O medicamento que veio do leite
As proteínas são o verdadeiro petróleo da biotecnologia.
Durante grande parte de sua história de 30 anos, o setor luta para
conseguir um suprimento regular, tirando o máximo dessas
commodities de moléculas grandes, de linhas de células extraídas
de ovários de hamsters e fontes similares. No fim da década
passada, com a chegada de uma nova classe de drogas baseadas
em proteínas, os anticorpos monoclonais, a demanda chegou a
superar a oferta. Há décadas, cientistas que criaram a
eritropoetina recombinante para rejuvenescer os glóbulos
vermelhos e os anticorpos monoclonais para combater o câncer
buscam formas alternativas de produção.
É possível que um novo biorreator — um animal gerado
pela engenharia genética para produzir uma proteína terapêutica
no leite — finalmente satisfaça essa grande expectativa.
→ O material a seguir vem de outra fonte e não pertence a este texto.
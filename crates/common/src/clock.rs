//! Frame clock for the single render loop.
//!
//! The host (browser `requestAnimationFrame`, a native window loop, or a
//! test double) hands every frame a timestamp in milliseconds. This module
//! turns those timestamps into:
//! - per-frame deltas for the smooth-scroll driver
//! - elapsed wall-clock seconds for procedural scene animation
//!
//! There is no background timer: if the host stops calling
//! [`FrameClock::advance`], time stands still.

/// Timing information for one rendered frame.
#[derive(Debug, Clone, Copy, PartialEq)]
pub struct FrameTime {
    /// Zero-based frame index since the clock started.
    pub frame: u64,
    /// Host timestamp of this frame (ms).
    pub time_ms: f64,
    /// Milliseconds since the previous frame (0 on the first frame).
    pub delta_ms: f64,
    /// Seconds since the first frame.
    pub elapsed_secs: f64,
}

/// A frame clock anchored to the first frame it sees.
#[derive(Debug, Clone, Default)]
pub struct FrameClock {
    first_ms: Option<f64>,
    last_ms: Option<f64>,
    frames: u64,
}

impl FrameClock {
    /// Create a new clock. The epoch is the first frame timestamp.
    pub fn start() -> Self {
        Self::default()
    }

    /// Advance to the frame stamped `time_ms`.
    ///
    /// Timestamps that go backwards produce a zero delta instead of a
    /// negative one.
    pub fn advance(&mut self, time_ms: f64) -> FrameTime {
        let first = *self.first_ms.get_or_insert(time_ms);
        let delta_ms = match self.last_ms {
            Some(last) => (time_ms - last).max(0.0),
            None => 0.0,
        };
        self.last_ms = Some(time_ms.max(self.last_ms.unwrap_or(time_ms)));

        let frame = self.frames;
        self.frames += 1;

        FrameTime {
            frame,
            time_ms,
            delta_ms,
            elapsed_secs: ((time_ms - first) / 1000.0).max(0.0),
        }
    }

    /// Number of frames seen so far.
    pub fn frames(&self) -> u64 {
        self.frames
    }
}
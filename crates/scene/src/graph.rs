//! The complete five-act scene.

use rand::rngs::SmallRng;
use rand::SeedableRng;

use cinescroll_scroll_core::layer::{CursorStyle, FrameContext, PointerEvent, SceneLayer};
use cinescroll_story_model::story::Story;

use crate::city::City;
use crate::error::SceneError;
use crate::finale::Finale;
use crate::rng::LayoutRng;
use crate::skill_web::SkillWeb;
use crate::web_moment::{WebMoment, WebShape};

/// Every scene element, animated as one [`SceneLayer`].
pub struct SceneGraph {
    seed: u64,
    pub city: City,
    pub web_moment: WebMoment,
    pub skill_web: SkillWeb,
    pub finale: Finale,
    effects: SmallRng,
    frames: u64,
}

impl SceneGraph {
    /// Lay out the scene from `seed`. The same seed yields the same layout.
    pub fn new(seed: u64) -> Result<Self, SceneError> {
        let layout = LayoutRng::new(seed);
        let graph = Self {
            seed,
            city: City::generate(&layout),
            web_moment: WebMoment::generate(WebShape::default(), &layout)?,
            skill_web: SkillWeb::with_defaults()?,
            finale: Finale::generate(&layout),
            effects: SmallRng::seed_from_u64(seed),
            frames: 0,
        };
        tracing::info!(
            seed,
            buildings = graph.city.building_count(),
            strands = graph.web_moment.strand_count(),
            skills = graph.skill_web.nodes.len(),
            "Scene generated"
        );
        Ok(graph)
    }

    pub fn for_story(story: &Story) -> Result<Self, SceneError> {
        Self::new(story.seed)
    }

    pub fn seed(&self) -> u64 {
        self.seed
    }

    /// Frames animated so far.
    pub fn frames(&self) -> u64 {
        self.frames
    }
}

impl SceneLayer for SceneGraph {
    fn animate(&mut self, ctx: &FrameContext) {
        self.city.animate(ctx, &mut self.effects);
        self.web_moment.animate(ctx);
        self.skill_web.animate(ctx, &mut self.effects);
        self.finale.animate(ctx);
        self.frames += 1;
        tracing::trace!(frame = ctx.frame, act = %ctx.act, "Scene animated");
    }

    fn pointer(&mut self, event: &PointerEvent) -> CursorStyle {
        self.skill_web.pointer(event)
    }

    fn release_pointer(&mut self) -> CursorStyle {
        self.skill_web.release_pointer()
    }
}

#[cfg(test)]
mod tests {
    use super::*;
    use crate::test_support::context;
    use cinescroll_story_model::act::ActId;
    use proptest::prelude::*;

    #[test]
    fn test_animate_counts_frames() {
        let mut graph = SceneGraph::new(7).unwrap();
        let mut ctx = context(0.0);
        ctx.act = ActId(3);
        graph.animate(&ctx);
        graph.animate(&ctx);
        assert_eq!(graph.frames(), 2);
    }

    #[test]
    fn test_pointer_routes_to_skill_web() {
        let mut graph = SceneGraph::new(7).unwrap();
        assert_eq!(graph.pointer(&PointerEvent::Enter("flutter".into())), CursorStyle::Pointer);
        assert_eq!(graph.skill_web.hovered(), Some("flutter"));
        assert_eq!(graph.release_pointer(), CursorStyle::Auto);
        assert_eq!(graph.skill_web.hovered(), None);
    }

    #[test]
    fn test_for_story_uses_story_seed() {
        let story = Story::five_act();
        let graph = SceneGraph::for_story(&story).unwrap();
        assert_eq!(graph.seed(), story.seed);
    }

    proptest! {
        #[test]
        fn test_layout_depends_only_on_seed(seed in any::<u64>()) {
            let a = SceneGraph::new(seed).unwrap();
            let b = SceneGraph::new(seed).unwrap();
            prop_assert_eq!(&a.city, &b.city);
            prop_assert_eq!(&a.web_moment, &b.web_moment);
            prop_assert_eq!(&a.finale, &b.finale);
        }
    }
}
Em busca de maior eficiência, os pesquisadores notaram que as
glândulas mamárias de vacas, coelhas e cabras, entre outras,
podem tornar-se fábricas ideais de proteína, devido à sua
capacidade de produzir grandes quantidades de proteínas
complexas. Além disso, glândulas mamárias não necessitam da
atenção constante exigida pelas culturas de células.
Scientific American Brasil, n.º 43, dez./2005 (com adaptações)
Acerca do assunto abordado no texto acima e de técnicas de produção de proteínas recombinantes, julgue os itens de 51 a 61.
Teoricamente, os fatores de coagulação VIII e IX são passíveis de serem produzidos em ovelhas e cabras, porém este método ainda não obteve nenhum resultado prático promissor.